During the 1980s, the importance of a constituent of DOM called dimethylsulphide (CH3)2S was realized. DMS is a gas found in solution near the sea surface.
The gas escapes from the ocean surface and it has been estimated that it accounts for as much as 25 per cent of the sulphur that enters the atmosphere. The exact process by which it is liberated remains unknown but it originates from dimethylsulphoniopropionate (DMSP) found in many marine algae, both seaweeds and phytoplankton, where it performs various roles in metabolism. DMSP released directly from plants into seawater is somehow rapidly converted by free-living bacteria into DMS. Digestion of plant material by animals such as copepods, also converts DMSP to DMS via bacteria living in the gut.

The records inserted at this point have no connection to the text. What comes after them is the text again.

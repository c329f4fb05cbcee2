use crate::dsp::{oscillator::OscillatorBlock, ramp::Ramp};
use crate::graph::node::{GraphNode, RenderCtx};

/*
Tone Generator
==============

The procedural sounds in this crate only need two waveforms:

Sine:   a single pure partial. Drum membranes (kung, duk, gideok) and the
        metronome click are sine bursts.
Square: odd harmonics only, hollow and bright. Run through a narrow
        band-pass it becomes the "tock" of a stick on the right drum head.

Pitch comes from the render context unless the node is given a fixed
frequency or a sweep. A sweep glides the pitch with a ramp, e.g. a membrane
hit starting an octave high and settling in 50 ms:

  OscNode::sine().with_sweep(Ramp::exponential(160.0, 80.0, 0.05))

A generator can also be told when to stop (`stop_after`). Past that point it
renders silence and reports inactive, which is how one-shots end themselves.
*/

pub struct OscNode {
    osc: OscillatorBlock,
    /// Fixed frequency (Hz). If Some, ignores ctx.frequency.
    base_frequency: Option<f32>,
    /// Pitch glide; takes precedence over `base_frequency`.
    sweep: Option<Ramp>,
    /// Generator lifetime in seconds.
    stop_after: Option<f32>,
    elapsed_samples: u64,
    finished: bool,
}

impl OscNode {
    fn new(osc: OscillatorBlock) -> Self {
        Self {
            osc,
            base_frequency: None,
            sweep: None,
            stop_after: None,
            elapsed_samples: 0,
            finished: false,
        }
    }

    pub fn sine() -> Self {
        Self::new(OscillatorBlock::sine())
    }

    pub fn square() -> Self {
        Self::new(OscillatorBlock::square())
    }

    /// Set a fixed frequency, ignoring the pitch from RenderCtx.
    pub fn with_frequency(mut self, freq: f32) -> Self {
        self.base_frequency = Some(freq);
        self
    }

    /// Glide the frequency along `sweep`, holding its end value afterwards.
    pub fn with_sweep(mut self, sweep: Ramp) -> Self {
        self.sweep = Some(sweep);
        self
    }

    /// Stop generating `seconds` after note-on.
    pub fn stop_after(mut self, seconds: f32) -> Self {
        self.stop_after = Some(seconds.max(0.0));
        self
    }

    fn stopped(&self, sample_rate: f32) -> bool {
        self.stop_after
            .is_some_and(|limit| self.elapsed_samples >= (limit * sample_rate).round() as u64)
    }
}

impl GraphNode for OscNode {
    fn render_block(&mut self, out: &mut [f32], ctx: &RenderCtx) {
        let fixed = self.base_frequency.unwrap_or(ctx.frequency);

        for sample in out.iter_mut() {
            if self.finished || self.stopped(ctx.sample_rate) {
                self.finished = true;
                *sample = 0.0;
                continue;
            }

            let frequency = match self.sweep.as_mut() {
                Some(sweep) => sweep.next_value(ctx.sample_rate),
                None => fixed,
            };
            *sample = self.osc.next_sample(frequency, ctx.sample_rate);
            self.elapsed_samples += 1;
        }
    }

    fn note_on(&mut self, _ctx: &RenderCtx) {
        self.osc.reset();
        self.elapsed_samples = 0;
        self.finished = false;
        if let Some(sweep) = self.sweep.as_mut() {
            sweep.reset();
        }
    }

    fn is_active(&self) -> bool {
        !self.finished
    }
}
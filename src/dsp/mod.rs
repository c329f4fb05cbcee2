//! Low-level DSP primitives used by the higher level graph nodes.
//!
//! These components hold only their own state and never allocate while
//! rendering, so they can live directly inside voice graphs. The graph layer
//! adds note events and block rendering on top.

/// Gated attack/decay/sustain/release envelope for sustained tones.
pub mod envelope;
/// State-variable filter with low-pass and band-pass responses.
pub mod filter;
/// Phase-accumulating oscillators and white noise.
pub mod oscillator;
/// Scheduled parameter ramps (linear and exponential).
pub mod ramp;

pub use envelope::EnvelopeState;
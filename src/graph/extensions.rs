use crate::dsp::ramp::Ramp;
use crate::graph::{
    amplify::Amplify, gain::GainNode, mix::Mix, node::GraphNode, through::Through,
};

pub trait NodeExt: GraphNode + Sized {
    fn amplify<M: GraphNode>(self, modulator: M) -> Amplify<Self, M> {
        Amplify::new(self, modulator)
    }

    fn through<F: GraphNode>(self, filter: F) -> Through<Self, F> {
        Through::new(self, filter)
    }

    fn mix<M: GraphNode>(self, source: M) -> Mix<Self, M> {
        Mix::new(self, source)
    }

    /// Shorthand for `.amplify(GainNode::new(ramp))`.
    fn gain(self, ramp: Ramp) -> Amplify<Self, GainNode> {
        Amplify::new(self, GainNode::new(ramp))
    }
}

impl<T: GraphNode> NodeExt for T {}
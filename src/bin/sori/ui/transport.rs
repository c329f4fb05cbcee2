//! Status bar: page tabs, metronome, recorder and output level.

use ratatui::{
    layout::Rect,
    style::{Color, Modifier, Style},
    text::{Line, Span},
    widgets::{Block, Borders, Paragraph},
    Frame,
};
use sori::Instrument;

use super::Snapshot;

pub struct AudioStats {
    pub peak: f32,
    pub rms: f32,
}

impl AudioStats {
    pub fn from_buffer(buffer: &[f32]) -> Self {
        if buffer.is_empty() {
            return Self { peak: 0.0, rms: 0.0 };
        }
        let peak = buffer.iter().fold(0.0f32, |acc, &x| acc.max(x.abs()));
        let rms = (buffer.iter().map(|&x| x * x).sum::<f32>() / buffer.len() as f32).sqrt();
        Self { peak, rms }
    }
}

pub fn render_transport(frame: &mut Frame, area: Rect, state: &Snapshot, stats: &AudioStats) {
    let block = Block::default().title(" sori ").borders(Borders::ALL);

    let mut spans = Vec::new();
    for (i, instrument) in Instrument::ALL.into_iter().enumerate() {
        let style = if instrument == state.page {
            Style::default().fg(Color::Black).bg(Color::Cyan).add_modifier(Modifier::BOLD)
        } else {
            Style::default().fg(Color::DarkGray)
        };
        spans.push(Span::styled(format!(" {} {} ", i + 1, instrument), style));
        spans.push(Span::raw(" "));
    }

    let (tick, tick_style) = if state.metronome_running {
        ("♩ on ", Style::default().fg(Color::Green))
    } else {
        ("♩ off", Style::default().fg(Color::DarkGray))
    };
    spans.push(Span::styled(format!(" {tick} {:>3} BPM  ", state.tempo.bpm()), tick_style));

    let rec = match (state.recording, state.last_take) {
        (true, _) => Span::styled("● REC  ", Style::default().fg(Color::Red)),
        (false, Some(secs)) => Span::styled(
            format!("take {secs:.1}s  "),
            Style::default().fg(Color::Yellow),
        ),
        (false, None) => Span::styled("no take  ", Style::default().fg(Color::DarkGray)),
    };
    spans.push(rec);

    spans.push(Span::styled(
        format!("{:.1}kHz  ", state.sample_rate / 1000.0),
        Style::default().fg(Color::DarkGray),
    ));
    spans.push(Span::styled(
        format!("Peak: {:.2}  RMS: {:.2}", stats.peak, stats.rms),
        Style::default().fg(Color::Magenta),
    ));

    let paragraph = Paragraph::new(Line::from(spans)).block(block);
    frame.render_widget(paragraph, area);
}
use crate::graph::node::{GraphNode, RenderCtx};

/*
Serial Signal Chain (Through)
=============================

Through connects two nodes in series, passing the output of the first
(source) into the second (effect), which processes the buffer in place:

  [Source] ──→ [Effect] ──→ output

The piri is a looping sample through a 3 kHz low-pass; the bass drum strokes
are a swept sine through a 200 Hz low-pass:

  SampleNode::looping(buffer, rate, region).through(FilterNode::lowpass(3000.0))

An effect never ends a voice by itself, so activity follows the source.
*/

pub struct Through<S, F> {
    source: S,
    filter: F,
}

impl<S, F> Through<S, F> {
    pub fn new(source: S, filter: F) -> Self {
        Self { source, filter }
    }
}

impl<S: GraphNode, F: GraphNode> GraphNode for Through<S, F> {
    fn render_block(&mut self, out: &mut [f32], ctx: &RenderCtx) {
        self.source.render_block(out, ctx);
        self.filter.render_block(out, ctx);
    }

    fn note_on(&mut self, ctx: &RenderCtx) {
        self.source.note_on(ctx);
        self.filter.note_on(ctx);
    }

    fn note_off(&mut self, ctx: &RenderCtx) {
        self.source.note_off(ctx);
        self.filter.note_off(ctx);
    }

    fn is_active(&self) -> bool {
        self.source.is_active()
    }
}

#[cfg(test)]
mod tests {
    use super::*;
    use crate::graph::{extensions::NodeExt, filter::FilterNode, oscillator::OscNode};

    #[test]
    fn renders_source_then_filter() {
        let ctx = RenderCtx::from_freq(44_100.0, 5_000.0, 1.0);
        let mut dry = OscNode::sine();
        let mut wet = OscNode::sine().through(FilterNode::lowpass(200.0));

        let mut dry_buf = vec![0.0f32; 4096];
        let mut wet_buf = vec![0.0f32; 4096];
        dry.render_block(&mut dry_buf, &ctx);
        wet.render_block(&mut wet_buf, &ctx);

        let peak = |b: &[f32]| b[2048..].iter().fold(0.0f32, |acc, &x| acc.max(x.abs()));
        assert!(peak(&wet_buf) < peak(&dry_buf) * 0.1);
    }

    #[test]
    fn activity_follows_source() {
        let ctx = RenderCtx::from_freq(1_000.0, 100.0, 1.0);
        let mut node = OscNode::sine()
            .stop_after(0.01)
            .through(FilterNode::lowpass(200.0));
        node.note_on(&ctx);
        assert!(node.is_active());

        let mut buffer = [0.0f32; 32];
        node.render_block(&mut buffer, &ctx);
        assert!(!node.is_active());
    }
}
use std::f32::consts::{FRAC_1_SQRT_2, TAU};

use crate::graph::node::RenderCtx;

/*
| type      | passes          | rejects          | used by                      |
| --------- | --------------- | ---------------- | ---------------------------- |
| low-pass  | below cutoff    | above cutoff     | piri smoothing, bass strokes |
| band-pass | around cutoff   | both sides       | stick strokes (Q = 5)        |

Topology-preserving state-variable filter. Damping `k = 1 / Q`; the band-pass
output is scaled by `k` so the centre frequency passes at unity gain no
matter how narrow the band is.
*/

#[derive(Debug, Clone, Copy, PartialEq, Eq)]
pub enum FilterType {
    LowPass,
    BandPass,
}

pub struct FilterOutputs {
    pub lowpass: f32,
    pub bandpass: f32,
}

pub struct SVFilter {
    ic1eq: f32, // First integrator's memory
    ic2eq: f32, // Second integrator's memory

    pub cutoff_hz: f32,
    pub q: f32,
    filter_type: FilterType,
}

impl SVFilter {
    pub fn new(filter_type: FilterType, cutoff_hz: f32) -> Self {
        Self {
            ic1eq: 0.0,
            ic2eq: 0.0,
            cutoff_hz,
            q: FRAC_1_SQRT_2,
            filter_type,
        }
    }

    pub fn lowpass(cutoff_hz: f32) -> Self {
        Self::new(FilterType::LowPass, cutoff_hz)
    }

    pub fn bandpass(cutoff_hz: f32) -> Self {
        Self::new(FilterType::BandPass, cutoff_hz)
    }

    #[inline]
    fn compute_g(&self, ctx: &RenderCtx) -> f32 {
        // Keep the cutoff below Nyquist so tan() stays finite
        let cutoff = self.cutoff_hz.clamp(10.0, ctx.sample_rate * 0.49);
        (TAU * cutoff / (2.0 * ctx.sample_rate)).tan()
    }

    pub fn next_sample(&mut self, sample: f32, k: f32, g: f32) -> FilterOutputs {
        let h = 1.0 / (1.0 + g * (g + k));
        let v3 = sample - self.ic2eq;
        let v1 = h * (self.ic1eq + g * v3);
        let v2 = self.ic2eq + g * v1;

        self.ic1eq = 2.0 * v1 - self.ic1eq;
        self.ic2eq = 2.0 * v2 - self.ic2eq;

        FilterOutputs {
            lowpass: v2,
            bandpass: k * v1,
        }
    }

    pub fn render(&mut self, buffer: &mut [f32], ctx: &RenderCtx) {
        let g = self.compute_g(ctx);
        let k = 1.0 / self.q.max(0.05);

        for sample in buffer.iter_mut() {
            let outputs = self.next_sample(*sample, k, g);

            *sample = match self.filter_type {
                FilterType::LowPass => outputs.lowpass,
                FilterType::BandPass => outputs.bandpass,
            }
        }
    }

    pub fn reset(&mut self) {
        self.ic1eq = 0.0;
        self.ic2eq = 0.0;
    }

    pub fn set_q(&mut self, q: f32) {
        self.q = q;
    }

    pub fn filter_type(&self) -> FilterType {
        self.filter_type
    }
}

#[cfg(test)]
mod tests {
    use super::*;
    use crate::dsp::oscillator::OscillatorBlock;

    const SAMPLE_RATE: f32 = 44_100.0;

    fn filtered_peak(filter: &mut SVFilter, freq: f32) -> f32 {
        filter.reset();
        let ctx = RenderCtx::from_freq(SAMPLE_RATE, freq, 1.0);
        let mut osc = OscillatorBlock::sine();
        let mut buffer = vec![0.0f32; 4096];
        osc.render(&mut buffer, &ctx);
        filter.render(&mut buffer, &ctx);

        // skip the transient
        buffer[2048..].iter().fold(0.0f32, |acc, &x| acc.max(x.abs()))
    }

    #[test]
    fn lowpass_passes_lows_and_cuts_highs() {
        let mut filter = SVFilter::lowpass(200.0);

        let low = filtered_peak(&mut filter, 60.0);
        let high = filtered_peak(&mut filter, 3_000.0);

        assert!(low > 0.8, "60 Hz should pass, got {low}");
        assert!(high < 0.05, "3 kHz should be cut, got {high}");
    }

    #[test]
    fn bandpass_centre_is_unity_and_sides_are_cut() {
        let mut filter = SVFilter::bandpass(800.0);
        filter.set_q(5.0);

        let centre = filtered_peak(&mut filter, 800.0);
        let below = filtered_peak(&mut filter, 200.0);
        let above = filtered_peak(&mut filter, 4_000.0);

        assert!((centre - 1.0).abs() < 0.1, "centre gain {centre}");
        assert!(below < centre * 0.2, "below {below}");
        assert!(above < centre * 0.2, "above {above}");
    }

    #[test]
    fn higher_q_narrows_the_band() {
        let mut wide = SVFilter::bandpass(1_000.0);
        wide.set_q(0.7);
        let mut narrow = SVFilter::bandpass(1_000.0);
        narrow.set_q(5.0);

        let off_wide = filtered_peak(&mut wide, 1_500.0);
        let off_narrow = filtered_peak(&mut narrow, 1_500.0);

        assert!(off_narrow < off_wide, "narrow={off_narrow}, wide={off_wide}");
    }
}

DMS released into the atmosphere is oxidized to sulphur dioxide, which may result in the acidification of rain. Airborne sulphate ions (SO4=) are also produced and these, often in combination with atmospheric ammonia, are a major consituent of the tiny particles known as cloud condensation nuclei. Water condenses on these particles and clouds are built up. Thus the metabolism of marine phytoplankton, by producing DMS in the ocean surface, is thought to be linked with cloud formation which in turn affects the radiative (heat) balance of the atmosphere. This simplified account of a complex series of interactions provides another example of intricate connections between the activities of marine organisms and world climate. This is discussed further in Section 10.2 in the context of global warming. Recent experiments also suggest that some seabirds such as petrels may be able to smell DMS given off by phytoplankton as this is eaten by the krill on which the birds feed.